NO TRAINS will run in Wales tomorrow – Friday, February 18 – as a result of Storm Eunice.
The Met Office has issued a rare red weather warning for parts of the country – including Newport and much of Gwent, with a huge amount of disruption expected.
And, as a result, railways bosses are taking no chances, opting to halt all trains in Wales for the entire day, during the worst of the storm.
The decision, which has been made on public safety grounds, is likely to lead to a great deal of disruption for passengers on Friday, and into the weekend, with further delays and cancellations likely.
Network Rail confirmed that the decision has been made ahead of forecasted gusts of up to 100mph in some areas.
While trains are out of service, more than 1,000 miles of track will be checked, and cleared of debris.
Though this is mainly expected to be fallen trees and branches, items are also likely to be blown onto the tracks during such periods of poor weather.

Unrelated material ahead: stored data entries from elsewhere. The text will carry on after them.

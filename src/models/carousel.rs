//! Carousel settings and the page routes they are gated on.

use crate::models::{CategoryId, CategorySet};
use regex::Regex;
use serde::Serialize;
use std::fmt;
use std::str::FromStr;
use std::sync::LazyLock;

/// Default cap on topics shown in the topic carousel.
pub const DEFAULT_CAROUSEL_MAX_ITEMS: usize = 10;

/// Default minimum number of subcategories before the subcategory carousel shows.
pub const DEFAULT_SUBCATEGORY_MIN_CHILDREN: usize = 2;

static CATEGORY_ROUTE: LazyLock<Regex> = LazyLock::new(|| {
    Regex::new(r"^/c/(?:[^/]+/)*?(\d+)(?:/l/[a-z]+)?/?$").expect("category route pattern is valid")
});

/// Where the topic carousel is displayed.
#[derive(Debug, Clone, Copy, Default, PartialEq, Eq, Serialize)]
#[serde(rename_all = "lowercase")]
pub enum DisplayLocation {
    /// Never rendered
    #[default]
    Disabled,
    /// Homepage and the discovery lists (latest, top, categories)
    Home,
}

impl FromStr for DisplayLocation {
    type Err = String;

    fn from_str(s: &str) -> Result<Self, Self::Err> {
        match s.trim().to_lowercase().as_str() {
            "home" => Ok(Self::Home),
            "disabled" | "none" => Ok(Self::Disabled),
            other => Err(format!(
                "Invalid carousel display location '{other}'. Must be 'home' or 'disabled'"
            )),
        }
    }
}

impl fmt::Display for DisplayLocation {
    fn fmt(&self, f: &mut fmt::Formatter<'_>) -> fmt::Result {
        match self {
            Self::Disabled => f.write_str("disabled"),
            Self::Home => f.write_str("home"),
        }
    }
}

/// Validated carousel settings.
#[derive(Debug, Clone, PartialEq, Eq, Serialize)]
pub struct CarouselConfig {
    /// Topic carousel placement
    pub display_location: DisplayLocation,
    /// Render pagination dots under the topic carousel
    pub show_dots: bool,
    /// Upper bound on topics in the topic carousel (at least 1)
    pub max_items: usize,
    /// Parent categories whose page shows the subcategory carousel
    pub subcategory_categories: CategorySet,
    /// Subcategories required before the subcategory carousel shows (at least 1)
    pub subcategory_min_children: usize,
}

impl Default for CarouselConfig {
    fn default() -> Self {
        Self {
            display_location: DisplayLocation::default(),
            show_dots: false,
            max_items: DEFAULT_CAROUSEL_MAX_ITEMS,
            subcategory_categories: CategorySet::new(),
            subcategory_min_children: DEFAULT_SUBCATEGORY_MIN_CHILDREN,
        }
    }
}

/// A page route, as far as carousel gating cares.
#[derive(Debug, Clone, PartialEq, Eq, Serialize)]
#[serde(rename_all = "lowercase", tag = "route", content = "value")]
pub enum Route {
    /// `/`
    Home,
    /// `/latest`
    Latest,
    /// `/top`
    Top,
    /// `/categories`
    Categories,
    /// `/c/<slug>/<id>`, including nested subcategory slugs
    Category(CategoryId),
    /// Anything else
    Other(String),
}

impl Route {
    /// Classifies a URL path.
    ///
    /// Query strings and fragments are ignored, as is a trailing slash.
    ///
    /// # Examples
    ///
    /// ```
    /// use topic_cards::models::{CategoryId, Route};
    ///
    /// assert_eq!(Route::from_path("/latest?order=activity"), Route::Latest);
    /// assert_eq!(
    ///     Route::from_path("/c/parent/child/12"),
    ///     Route::Category(CategoryId::new(12))
    /// );
    /// ```
    pub fn from_path(path: &str) -> Self {
        let path = path
            .split(['?', '#'])
            .next()
            .unwrap_or_default()
            .trim();

        match path.trim_end_matches('/') {
            "" => Self::Home,
            "/latest" => Self::Latest,
            "/top" => Self::Top,
            "/categories" => Self::Categories,
            other => CATEGORY_ROUTE
                .captures(path)
                .and_then(|caps| caps.get(1))
                .and_then(|id| id.as_str().parse::<CategoryId>().ok())
                .map_or_else(|| Self::Other(other.to_string()), Self::Category),
        }
    }

    /// True for the homepage and the discovery topic lists.
    pub const fn is_discovery(&self) -> bool {
        matches!(self, Self::Home | Self::Latest | Self::Top | Self::Categories)
    }
}

impl fmt::Display for Route {
    fn fmt(&self, f: &mut fmt::Formatter<'_>) -> fmt::Result {
        match self {
            Self::Home => f.write_str("home"),
            Self::Latest => f.write_str("latest"),
            Self::Top => f.write_str("top"),
            Self::Categories => f.write_str("categories"),
            Self::Category(id) => write!(f, "category {id}"),
            Self::Other(path) => write!(f, "other ({path})"),
        }
    }
}

#[cfg(test)]
mod tests {
    use super::*;

    #[test]
    fn test_route_discovery_paths() {
        assert_eq!(Route::from_path("/"), Route::Home);
        assert_eq!(Route::from_path(""), Route::Home);
        assert_eq!(Route::from_path("/latest"), Route::Latest);
        assert_eq!(Route::from_path("/latest/"), Route::Latest);
        assert_eq!(Route::from_path("/top"), Route::Top);
        assert_eq!(Route::from_path("/categories"), Route::Categories);
    }

    #[test]
    fn test_route_category_paths() {
        assert_eq!(
            Route::from_path("/c/general/5"),
            Route::Category(CategoryId::new(5))
        );
        assert_eq!(
            Route::from_path("/c/parent-category/sub/31/"),
            Route::Category(CategoryId::new(31))
        );
        assert_eq!(
            Route::from_path("/c/general/5/l/latest"),
            Route::Category(CategoryId::new(5))
        );
    }

    #[test]
    fn test_route_id_only_category_paths() {
        assert_eq!(Route::from_path("/c/5"), Route::Category(CategoryId::new(5)));
        assert_eq!(
            Route::from_path("/c/5/l/top"),
            Route::Category(CategoryId::new(5))
        );
        assert_eq!(
            Route::from_path("/c/2024/8"),
            Route::Category(CategoryId::new(8))
        );
    }

    #[test]
    fn test_route_other_paths() {
        assert_eq!(
            Route::from_path("/t/some-topic/99"),
            Route::Other("/t/some-topic/99".to_string())
        );
        assert_eq!(
            Route::from_path("/c/no-id"),
            Route::Other("/c/no-id".to_string())
        );
    }

    #[test]
    fn test_display_location_parsing() {
        assert_eq!("home".parse::<DisplayLocation>().unwrap(), DisplayLocation::Home);
        assert_eq!(
            "Disabled".parse::<DisplayLocation>().unwrap(),
            DisplayLocation::Disabled
        );
        assert!("sidebar".parse::<DisplayLocation>().is_err());
    }

    #[test]
    fn test_carousel_config_default() {
        let config = CarouselConfig::default();
        assert_eq!(config.display_location, DisplayLocation::Disabled);
        assert!(!config.show_dots);
        assert_eq!(config.max_items, DEFAULT_CAROUSEL_MAX_ITEMS);
        assert_eq!(config.subcategory_min_children, 2);
    }
}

It is understood that just yesterday, an unsecured trampoline blew onto the railway line just a short distance away from Cardiff Central Railway Station.
Railway disruption: What can we expect?
It is anticipated that winds of up to 100mph could hit the most westerly parts of Wales, around the Pembrokeshire coastline, while winds of between 60 and 80mph could impact inland across Wales and the borders area – including Newport and Gwent.
Due to the level of extreme weather expected, rail replacement services will not be able to operate as the road network will also be disrupted.
Transport for Wales is allowing passengers with tickets for tomorrow to travel today or over the weekend, if services have resumed by then. Original tickets will still be valid for these journeys.
GWR is also allowing passengers to travel on alternative days with tickets valid today through to and including Monday, February 21.
Avanti West Coast passengers with tickets for Friday can use their tickets today or on Saturday, February 19.
The decision has been made jointly by Network Rail and train operators with the safety of passengers and railway staff in mind.
What has been said about the news?
Bill Kelly, Network Rail Wales and Borders route director, said: “The decision to temporarily close the railway in Wales has not been made lightly but the safety of passengers and staff is our top priority.
“Storm Eunice is expected to bring extreme high winds of up to 100mph and in places it is very likely trees and debris will be blown onto train lines.
“We are sorry for the disruption caused by closing the railway and we will continue to work hard, along with our train operator colleagues, to get train services back up and running as soon as it is safe to do so.
“Passengers who are planning to travel over the weekend are strongly advised to check before they travel as the unpredictable nature of storms such as Storm Eunice means the impact on services can change quickly.”
Martyn Brennan, operations director at Transport for Wales, said: “The safety of our customers and our colleagues sits at the very heart of what we do and for this reason, we have taken the difficult decision to suspend all TfW services Friday until it is safe to re-open. The extreme weather forecast for Storm Eunice is very concerning, so we are strongly advising people not to attempt to travel during this time as services will not be operating.
“For those who have already purchased a ticket to travel during Storm Eunice, they can choose to either travel today, Thursday 17th, on Saturday 19th or on Sunday 20th. Alternatively, customers can claim a full refund in the normal way. I would like to thank customers for their understanding and support.”
GWR managing director Mark Hopwood said: “Speed restrictions will be put in place on our network, but the extent of those restrictions can only be determined by conditions on the ground and are likely to change throughout the day.
“We will continue to run as many trains as we can but those who need to travel should be aware that we will have to reduce the number of trains we can run, journey times will take longer, and those trains we can run will be much busier.
“Please do heed the usual advice to check before you travel.”